> _WORK TO BE COMPLETED_
Give back all of the records exactly.

Collected data entries
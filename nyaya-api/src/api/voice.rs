//! Voice endpoints
//!
//! Uploads arrive as multipart form data with the recording in `audio_file`
//! (`file` and `audio` are accepted too) and an optional `language` field.

use axum::{
    extract::{multipart::MultipartError, Multipart, State},
    http::{header, StatusCode},
    response::{IntoResponse, Response},
    Json,
};
use nyaya_common::models::{Language, TranscriptionResponse, TtsRequest, VoiceQueryResponse};
use tracing::info;

use crate::extract::ApiJson;
use crate::legal::{detect_language, NO_SPEECH_ANSWER};
use crate::speech::AudioClip;
use crate::{ApiError, ApiResult, AppState};

use super::queries::answer_and_store;

const AUDIO_FIELDS: [&str; 3] = ["audio_file", "file", "audio"];

/// Fields extracted from a voice upload
#[derive(Debug, Default)]
struct VoiceUpload {
    clip: Option<AudioClip>,
    language: Option<String>,
}

fn multipart_error(err: MultipartError) -> ApiError {
    if err.status() == StatusCode::PAYLOAD_TOO_LARGE {
        ApiError::PayloadTooLarge(err.body_text())
    } else {
        ApiError::BadRequest(err.body_text())
    }
}

async fn read_upload(mut multipart: Multipart) -> ApiResult<VoiceUpload> {
    let mut upload = VoiceUpload::default();

    while let Some(field) = multipart.next_field().await.map_err(multipart_error)? {
        let name = field.name().unwrap_or_default().to_string();

        if AUDIO_FIELDS.contains(&name.as_str()) {
            let filename = field
                .file_name()
                .map(str::to_string)
                .unwrap_or_else(|| "recording.webm".to_string());
            // multer drops a content type it cannot parse; the raw header tells us it was sent
            let raw_type = field.headers().get(header::CONTENT_TYPE);
            let content_type = match (field.content_type(), raw_type) {
                (Some(parsed), _) => parsed.to_string(),
                (None, None) => "application/octet-stream".to_string(),
                (None, Some(raw)) => {
                    return Err(ApiError::BadRequest(format!(
                        "Invalid content type for {}: {}",
                        name,
                        String::from_utf8_lossy(raw.as_bytes())
                    )))
                }
            };
            let bytes = field.bytes().await.map_err(multipart_error)?;
            upload.clip = Some(AudioClip::new(bytes.to_vec(), content_type, filename));
        } else if name == "language" {
            let value = field.text().await.map_err(multipart_error)?;
            if !value.trim().is_empty() {
                upload.language = Some(value);
            }
        }
    }

    Ok(upload)
}

fn require_clip(upload: &mut VoiceUpload) -> ApiResult<AudioClip> {
    match upload.clip.take() {
        Some(clip) if !clip.is_empty() => Ok(clip),
        Some(_) => Err(ApiError::BadRequest("Audio file is empty".to_string())),
        None => Err(ApiError::BadRequest("audio_file is required".to_string())),
    }
}

/// POST /api/voice-to-text
pub async fn voice_to_text(
    State(state): State<AppState>,
    multipart: Multipart,
) -> ApiResult<Json<TranscriptionResponse>> {
    let mut upload = read_upload(multipart).await?;
    let clip = require_clip(&mut upload)?;

    let text = state.speech.stt.transcribe(clip).await?;
    info!("✓ Transcribed {} characters", text.chars().count());

    Ok(Json(TranscriptionResponse { text }))
}

/// POST /api/voice-query
///
/// Transcribe, pick a language (explicit form value, else detected from the
/// transcript), answer, and store the query.
pub async fn voice_query(
    State(state): State<AppState>,
    multipart: Multipart,
) -> ApiResult<Json<VoiceQueryResponse>> {
    let mut upload = read_upload(multipart).await?;
    let clip = require_clip(&mut upload)?;

    let transcript = state.speech.stt.transcribe(clip).await?;
    let transcript = transcript.trim();

    if transcript.is_empty() {
        return Ok(Json(VoiceQueryResponse {
            query_text: String::new(),
            language: Language::En,
            answer: NO_SPEECH_ANSWER.to_string(),
        }));
    }

    let language = match upload.language.as_deref() {
        Some(code) => Language::from_code(code),
        None => detect_language(transcript),
    };

    let query = answer_and_store(&state, transcript, language).await?;

    Ok(Json(VoiceQueryResponse {
        query_text: query.query_text,
        language: query.detected_language,
        answer: query.response_text,
    }))
}

/// POST /api/text-to-speech
pub async fn text_to_speech(
    State(state): State<AppState>,
    ApiJson(request): ApiJson<TtsRequest>,
) -> ApiResult<Response> {
    let text = request.text.trim();
    if text.is_empty() {
        return Err(ApiError::BadRequest("Text cannot be empty".to_string()));
    }

    let clip = state.speech.tts.synthesize(text, request.language).await?;
    info!("✓ Generated TTS: {} characters", text.chars().count());

    let disposition = format!("attachment; filename=\"{}\"", clip.filename);
    Ok((
        [
            (header::CONTENT_TYPE, clip.content_type),
            (header::CONTENT_DISPOSITION, disposition),
        ],
        clip.bytes,
    )
        .into_response())
}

> _THE COMPLETED TASK_
filename nyaya-api/src/api/voice.rs
//! Voice endpoints
//!
//! Uploads arrive as multipart form data with the recording in `audio_file`
//! (`file` and `audio` are accepted too) and an optional `language` field.

use axum::{
    extract::{multipart::MultipartError, Multipart, State},
    http::{header, StatusCode},
    response::{IntoResponse, Response},
    Json,
};
use nyaya_common::models::{Language, TranscriptionResponse, TtsRequest, VoiceQueryResponse};
use tracing::info;

use crate::extract::ApiJson;
use crate::legal::{detect_language, NO_SPEECH_ANSWER};
use crate::speech::AudioClip;
use crate::{ApiError, ApiResult, AppState};

use super::queries::answer_and_store;

const AUDIO_FIELDS: [&str; 3] = ["audio_file", "file", "audio"];

/// Fields extracted from a voice upload
#[derive(Debug, Default)]
struct VoiceUpload {
    clip: Option<AudioClip>,
    language: Option<String>,
}

fn multipart_error(err: MultipartError) -> ApiError {
    if err.status() == StatusCode::PAYLOAD_TOO_LARGE {
        ApiError::PayloadTooLarge(err.body_text())
    } else {
        ApiError::BadRequest(err.body_text())
    }
}

async fn read_upload(mut multipart: Multipart) -> ApiResult<VoiceUpload> {
    let mut upload = VoiceUpload::default();

    while let Some(field) = multipart.next_field().await.map_err(multipart_error)? {
        let name = field.name().unwrap_or_default().to_string();

        if AUDIO_FIELDS.contains(&name.as_str()) {
            let filename = field
                .file_name()
                .map(str::to_string)
                .unwrap_or_else(|| "recording.webm".to_string());
            // multer drops a content type it cannot parse; the raw header tells us it was sent
            let raw_type = field.headers().get(header::CONTENT_TYPE);
            let content_type = match (field.content_type(), raw_type) {
                (Some(parsed), _) => parsed.to_string(),
                (None, None) => "application/octet-stream".to_string(),
                (None, Some(raw)) => {
                    return Err(ApiError::BadRequest(format!(
                        "Invalid content type for {}: {}",
                        name,
                        String::from_utf8_lossy(raw.as_bytes())
                    )))
                }
            };
            let bytes = field.bytes().await.map_err(multipart_error)?;
            upload.clip = Some(AudioClip::new(bytes.to_vec(), content_type, filename));
        } else if name == "language" {
            let value = field.text().await.map_err(multipart_error)?;
            if !value.trim().is_empty() {
                upload.language = Some(value);
            }
        }
    }

    Ok(upload)
}

fn require_clip(upload: &mut VoiceUpload) -> ApiResult<AudioClip> {
    match upload.clip.take() {
        Some(clip) if !clip.is_empty() => Ok(clip),
        Some(_) => Err(ApiError::BadRequest("Audio file is empty".to_string())),
        None => Err(ApiError::BadRequest("audio_file is required".to_string())),
    }
}

/// POST /api/voice-to-text
pub async fn voice_to_text(
    State(state): State<AppState>,
    multipart: Multipart,
) -> ApiResult<Json<TranscriptionResponse>> {
    let mut upload = read_upload(multipart).await?;
    let clip = require_clip(&mut upload)?;

    let text = state.speech.stt.transcribe(clip).await?;
    info!("✓ Transcribed {} characters", text.chars().count());

    Ok(Json(TranscriptionResponse { text }))
}

/// POST /api/voice-query
///
/// Transcribe, pick a language (explicit form value, else detected from the
/// transcript), answer, and store the query.
pub async fn voice_query(
    State(state): State<AppState>,
    multipart: Multipart,
) -> ApiResult<Json<VoiceQueryResponse>> {
    let mut upload = read_upload(multipart).await?;
    let clip = require_clip(&mut upload)?;

    let transcript = state.speech.stt.transcribe(clip).await?;
    let transcript = transcript.trim();

    if transcript.is_empty() {
        return Ok(Json(VoiceQueryResponse {
            query_text: String::new(),
            language: Language::En,
            answer: NO_SPEECH_ANSWER.to_string(),
        }));
    }

    let language = match upload.language.as_deref() {
        Some(code) => Language::from_code(code),
        None => detect_language(transcript),
    };

    let query = answer_and_store(&state, transcript, language).await?;

    Ok(Json(VoiceQueryResponse {
        query_text: query.query_text,
        language: query.detected_language,
        answer: query.response_text,
    }))
}

/// POST /api/text-to-speech
pub async fn text_to_speech(
    State(state): State<AppState>,
    ApiJson(request): ApiJson<TtsRequest>,
) -> ApiResult<Response> {
    let text = request.text.trim();
    if text.is_empty() {
        return Err(ApiError::BadRequest("Text cannot be empty".to_string()));
    }

    let clip = state.speech.tts.synthesize(text, request.language).await?;
    info!("✓ Generated TTS: {} characters", text.chars().count());

    let disposition = format!("attachment; filename=\"{}\"", clip.filename);
    Ok((
        [
            (header::CONTENT_TYPE, clip.content_type),
            (header::CONTENT_DISPOSITION, disposition),
        ],
        clip.bytes,
    )
        .into_response())
}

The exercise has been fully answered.